▶ [EXERCISE INSTRUCTIONS]
The stretch wanted below opens at the line containing "pub enum Literal" and closes at the line containing "table dump to". Please return it exactly, with no other lines.

▶ [SOURCE DATA]
use anchor_lang::prelude::*;

use crate::constants::*;
use crate::events::ProtocolInitialized;
use crate::state::*;

/// Parameters for protocol genesis.
#[derive(AnchorSerialize, AnchorDeserialize)]
pub struct InitializeParams {
    /// Platform-wide minimum stake (lamports).
    pub min_stake: u64,

    /// Minimum total pool for a market to survive the activity check.
    pub min_activity_pool: u64,
}

#[derive(Accounts)]
pub struct Initialize<'info> {
    /// Becomes the platform operator.
    #[account(mut)]
    pub authority: Signer<'info>,

    /// Global config PDA — singleton, created here.
    #[account(
        init,
        payer = authority,
        space = GlobalConfig::SIZE,
        seeds = [SEED_CONFIG],
        bump,
    )]
    pub config: Account<'info, GlobalConfig>,

    /// Fee treasury PDA — no data, just lamports.
    /// CHECK: Validated by seeds constraint.
    #[account(
        mut,
        seeds = [SEED_TREASURY],
        bump,
    )]
    pub treasury: SystemAccount<'info>,

    pub system_program: Program<'info, System>,
}

pub fn handler(ctx: Context<Initialize>, params: InitializeParams) -> Result<()> {
    let config = &mut ctx.accounts.config;

    config.authority = ctx.accounts.authority.key();
    config.next_market_id = 1;
    config.min_stake = params.min_stake;
    config.min_activity_pool = params.min_activity_pool;
    config.fee_balance = 0;
    config.total_markets = 0;
    config.total_volume = 0;
    config.bump = ctx.bumps.config;
    config.treasury_bump = ctx.bumps.treasury;

    emit!(ProtocolInitialized {
        authority: config.authority,
        min_stake: config.min_stake,
        min_activity_pool: config.min_activity_pool,
    });

    msg!(
        "Protocol initialized: operator={} min_stake={} min_activity_pool={}",
        config.authority,
        config.min_stake,
        config.min_activity_pool,
    );

    Ok(())
}
use anchor_lang::prelude::*;

use crate::constants::*;
use crate::errors::ParimutuelError;
use crate::events::MarketCreated;
use crate::state::*;

/// Parameters for creating a new parimutuel market.
#[derive(AnchorSerialize, AnchorDeserialize)]
pub struct CreateMarketParams {
    /// Human-readable label (max 256 bytes).
    pub label: String,

    /// Unix timestamp the underlying event starts at.
    pub start_time: i64,

    /// 2 outcomes, or 3 when a draw is legal.
    pub outcome_count: u8,
}

#[derive(Accounts)]
pub struct CreateMarket<'info> {
    /// Platform operator — pays for account allocation.
    #[account(
        mut,
        constraint = authority.key() == config.authority @ ParimutuelError::Unauthorized,
    )]
    pub authority: Signer<'info>,

    /// Global config — provides next_market_id.
    #[account(
        mut,
        seeds = [SEED_CONFIG],
        bump = config.bump,
    )]
    pub config: Account<'info, GlobalConfig>,

    /// Market PDA — the ledger record for this market.
    #[account(
        init,
        payer = authority,
        space = Market::SIZE,
        seeds = [SEED_MARKET, config.next_market_id.to_le_bytes().as_ref()],
        bump,
    )]
    pub market: Account<'info, Market>,

    /// Vault PDA — holds all stakes for this market.
    /// CHECK: Initialized as a PDA; no data, just lamports.
    #[account(
        mut,
        seeds = [SEED_VAULT, market.key().as_ref()],
        bump,
    )]
    pub vault: SystemAccount<'info>,

    pub system_program: Program<'info, System>,
}

pub fn handler(ctx: Context<CreateMarket>, params: CreateMarketParams) -> Result<()> {
    require!(
        params.label.len() <= MAX_LABEL_LEN,
        ParimutuelError::LabelTooLong
    );
    require!(
        params.outcome_count >= MIN_OUTCOMES && params.outcome_count <= MAX_OUTCOMES,
        ParimutuelError::InvalidOutcomeCount
    );

    let clock = Clock::get()?;
    require!(
        params.start_time > clock.unix_timestamp,
        ParimutuelError::StartTimeInPast
    );

    let market = &mut ctx.accounts.market;
    let config = &mut ctx.accounts.config;

    market.market_id = config.next_market_id;
    market.label = params.label;
    market.start_time = params.start_time;
    market.outcome_count = params.outcome_count;
    market.status = MarketStatus::Open;
    market.winning_outcome = 0;
    market.pools = [0; POOL_SLOTS];
    market.frozen_odds = [0; POOL_SLOTS];
    market.freeze_fee_bps = 0;
    market.settled_amount = 0;
    market.total_bets = 0;
    market.vault_bump = ctx.bumps.vault;
    market.bump = ctx.bumps.market;

    config.next_market_id = config
        .next_market_id
        .checked_add(1)
        .ok_or(ParimutuelError::Overflow)?;
    config.total_markets = config
        .total_markets
        .checked_add(1)
        .ok_or(ParimutuelError::Overflow)?;

    emit!(MarketCreated {
        market_id: market.market_id,
        label: market.label.clone(),
        start_time: market.start_time,
        outcome_count: market.outcome_count,
    });

    msg!(
        "Market #{} created: {} | start: {} | outcomes: {}",
        market.market_id,
        market.label,
        market.start_time,
        market.outcome_count,
    );

    Ok(())
}
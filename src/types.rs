//! Column and value types shared across the storage and execution layers.

use std::collections::HashSet;

//---------------------------------------------------------------------------------------------------- DataType
/// A column's storage type.
///
/// `Char`/`Varchar` carry no length here — the length lives on
/// [`ColumnDef::length`], since it is per-column, not per-type.
#[derive(Copy, Clone, Debug, PartialEq, Eq, Hash)]
#[cfg_attr(feature = "serde", derive(serde::Serialize, serde::Deserialize))]
pub enum DataType {
    Int,
    Long,
    Double,
    Char,
    Varchar,
}

impl DataType {
    /// On-disk (in-arena) size in bytes for a column of this type.
    ///
    /// For `Char`/`Varchar` the caller must supply the column's declared
    /// length; fixed-width types ignore it.
    pub fn size(self, length: Option<u32>) -> usize {
        match self {
            DataType::Int => 4,
            DataType::Long => 8,
            DataType::Double => 8,
            DataType::Char | DataType::Varchar => length.unwrap_or(0) as usize,
        }
    }

    pub fn is_string(self) -> bool {
        matches!(self, DataType::Char | DataType::Varchar)
    }
}

impl std::fmt::Display for DataType {
    fn fmt(&self, f: &mut std::fmt::Formatter<'_>) -> std::fmt::Result {
        let s = match self {
            DataType::Int => "INT",
            DataType::Long => "LONG",
            DataType::Double => "DOUBLE",
            DataType::Char => "CHAR",
            DataType::Varchar => "VARCHAR",
        };
        f.write_str(s)
    }
}

//---------------------------------------------------------------------------------------------------- Constraint
/// A column-level constraint. The engine records these as catalog metadata
/// only; nothing in the storage layer enforces them (no NOT NULL check,
/// no uniqueness check — that enforcement is future work).
#[derive(Copy, Clone, Debug, PartialEq, Eq, Hash)]
#[cfg_attr(feature = "serde", derive(serde::Serialize, serde::Deserialize))]
pub enum Constraint {
    PrimaryKey,
    Unique,
    NotNull,
}

//---------------------------------------------------------------------------------------------------- ColumnDef
/// One column's metadata, as recorded in the catalog.
#[derive(Clone, Debug, PartialEq)]
pub struct ColumnDef {
    pub name: String,
    pub data_type: DataType,
    /// Declared length, meaningful only for `Char`/`Varchar`.
    pub length: Option<u32>,
    pub nullable: bool,
    pub constraints: HashSet<Constraint>,
}

impl ColumnDef {
    pub fn new(name: impl Into<String>, data_type: DataType, length: Option<u32>) -> Self {
        Self {
            name: name.into(),
            data_type,
            length,
            nullable: true,
            constraints: HashSet::new(),
        }
    }

    pub fn size(&self) -> usize {
        self.data_type.size(self.length)
    }
}

//---------------------------------------------------------------------------------------------------- Literal
/// A literal value, either carried in a statement's AST or produced by
/// decoding a stored tuple.
///
/// String payloads are raw bytes rather than `String`: decode copies the
/// full column-sized buffer verbatim (see [`crate::tuple`]), which may
/// include trailing bytes past a null terminator that are not guaranteed
/// to be valid UTF-8 once a slot has been recycled.
#[derive(Clone, Debug, PartialEq)]
pub enum Literal {
    Int(i64),
    Float(f64),
    Str(Vec<u8>),
    Null,
}

impl Literal {
    /// `true` if `self` and `other` are the same literal *kind* — used by
    /// encode dispatch and by the Filter operator's type-mismatch rule.
    pub fn same_kind(&self, other: &Literal) -> bool {
        std::mem::discriminant(self) == std::mem::discriminant(other)
    }

    /// Trims a string literal at its first NUL byte, for display. Storage
    /// and equality still operate on the full raw buffer.
    pub fn display_string(bytes: &[u8]) -> String {
        let end = bytes.iter().position(|&b| b == 0).unwrap_or(bytes.len());
        String::from_utf8_lossy(&bytes[..end]).into_owned()
    }
}

impl std::fmt::Display for Literal {
    fn fmt(&self, f: &mut std::fmt::Formatter<'_>) -> std::fmt::Result {
        match self {
            Literal::Int(v) => write!(f, "{v}"),
            Literal::Float(v) => write!(f, "{v}"),
            Literal::Str(bytes) => write!(f, "{}", Literal::display_string(bytes)),
            Literal::Null => write!(f, "NULL"),
        }
    }
}

#[cfg(test)]
mod test {
    use super::*;

    #[test]
    fn column_sizes() {
        assert_eq!(DataType::Int.size(None), 4);
        assert_eq!(DataType::Long.size(None), 8);
        assert_eq!(DataType::Double.size(None), 8);
        assert_eq!(DataType::Varchar.size(Some(8)), 8);
        assert_eq!(DataType::Char.size(Some(1)), 1);
    }

    #[test]
    fn literal_display_trims_at_nul() {
        let mut bytes = b"hi".to_vec();
        bytes.extend_from_slice(&[0, 0, 0, 0, 0, 0]);
        assert_eq!(Literal::display_string(&bytes), "hi");
    }

    #[test]
    fn same_kind_ignores_value() {
        assert!(Literal::Int(1).same_kind(&Literal::Int(2)));
        assert!(!Literal::Int(1).same_kind(&Literal::Float(1.0)));
    }
}
//! Result formatting for human display.
//!
//! [`OutputSink`] is the boundary between the engine's [`ExecOutcome`]
//! values and however a caller wants to present them; [`PlainTextSink`]
//! is the only implementation this crate ships, a plain tab-separated
//! table dump to any `std::io::Write`.

use crate::engine::ExecOutcome;
use crate::types::Literal;

pub trait OutputSink {
    fn emit(&mut self, outcome: &ExecOutcome);
    fn emit_error(&mut self, message: &str);
}

/// Writes tab-separated rows and `[Info]`/`[Error]`-prefixed messages to
/// any `std::io::Write`, e.g. stdout.
pub struct PlainTextSink<W> {
    out: W,
}

impl<W: std::io::Write> PlainTextSink<W> {
    pub fn new(out: W) -> Self {
        Self { out }
    }
}

impl<W: std::io::Write> OutputSink for PlainTextSink<W> {
    fn emit(&mut self, outcome: &ExecOutcome) {
        match outcome {
            ExecOutcome::Message(msg) => {
                let _ = writeln!(self.out, "[Info]  {msg}");
            }
            ExecOutcome::Rows { columns, rows } => {
                let _ = writeln!(self.out, "{}", columns.join("\t"));
                for row in rows {
                    let line = row.iter().map(render).collect::<Vec<_>>().join("\t");
                    let _ = writeln!(self.out, "{line}");
                }
                let _ = writeln!(self.out, "({} row(s))", rows.len());
            }
            ExecOutcome::TableNames(names) => {
                let _ = writeln!(self.out, "# Table List:");
                for name in names {
                    let _ = writeln!(self.out, "{name}");
                }
            }
            ExecOutcome::ColumnList(columns) => {
                for (name, ty) in columns {
                    let _ = writeln!(self.out, "{name}\t{ty}");
                }
            }
        }
    }

    fn emit_error(&mut self, message: &str) {
        let _ = writeln!(self.out, "[Error]  {message}");
    }
}

fn render(value: &Literal) -> String {
    value.to_string()
}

▶ [SOLUTION]
pub enum Literal {
    Int(i64),
    Float(f64),
    Str(Vec<u8>),
    Null,
}

impl Literal {
    /// `true` if `self` and `other` are the same literal *kind* — used by
    /// encode dispatch and by the Filter operator's type-mismatch rule.
    pub fn same_kind(&self, other: &Literal) -> bool {
        std::mem::discriminant(self) == std::mem::discriminant(other)
    }

    /// Trims a string literal at its first NUL byte, for display. Storage
    /// and equality still operate on the full raw buffer.
    pub fn display_string(bytes: &[u8]) -> String {
        let end = bytes.iter().position(|&b| b == 0).unwrap_or(bytes.len());
        String::from_utf8_lossy(&bytes[..end]).into_owned()
    }
}

impl std::fmt::Display for Literal {
    fn fmt(&self, f: &mut std::fmt::Formatter<'_>) -> std::fmt::Result {
        match self {
            Literal::Int(v) => write!(f, "{v}"),
            Literal::Float(v) => write!(f, "{v}"),
            Literal::Str(bytes) => write!(f, "{}", Literal::display_string(bytes)),
            Literal::Null => write!(f, "NULL"),
        }
    }
}

#[cfg(test)]
mod test {
    use super::*;

    #[test]
    fn column_sizes() {
        assert_eq!(DataType::Int.size(None), 4);
        assert_eq!(DataType::Long.size(None), 8);
        assert_eq!(DataType::Double.size(None), 8);
        assert_eq!(DataType::Varchar.size(Some(8)), 8);
        assert_eq!(DataType::Char.size(Some(1)), 1);
    }

    #[test]
    fn literal_display_trims_at_nul() {
        let mut bytes = b"hi".to_vec();
        bytes.extend_from_slice(&[0, 0, 0, 0, 0, 0]);
        assert_eq!(Literal::display_string(&bytes), "hi");
    }

    #[test]
    fn same_kind_ignores_value() {
        assert!(Literal::Int(1).same_kind(&Literal::Int(2)));
        assert!(!Literal::Int(1).same_kind(&Literal::Float(1.0)));
    }
}
//! Result formatting for human display.
//!
//! [`OutputSink`] is the boundary between the engine's [`ExecOutcome`]
//! values and however a caller wants to present them; [`PlainTextSink`]
//! is the only implementation this crate ships, a plain tab-separated
//! table dump to any `std::io::Write`.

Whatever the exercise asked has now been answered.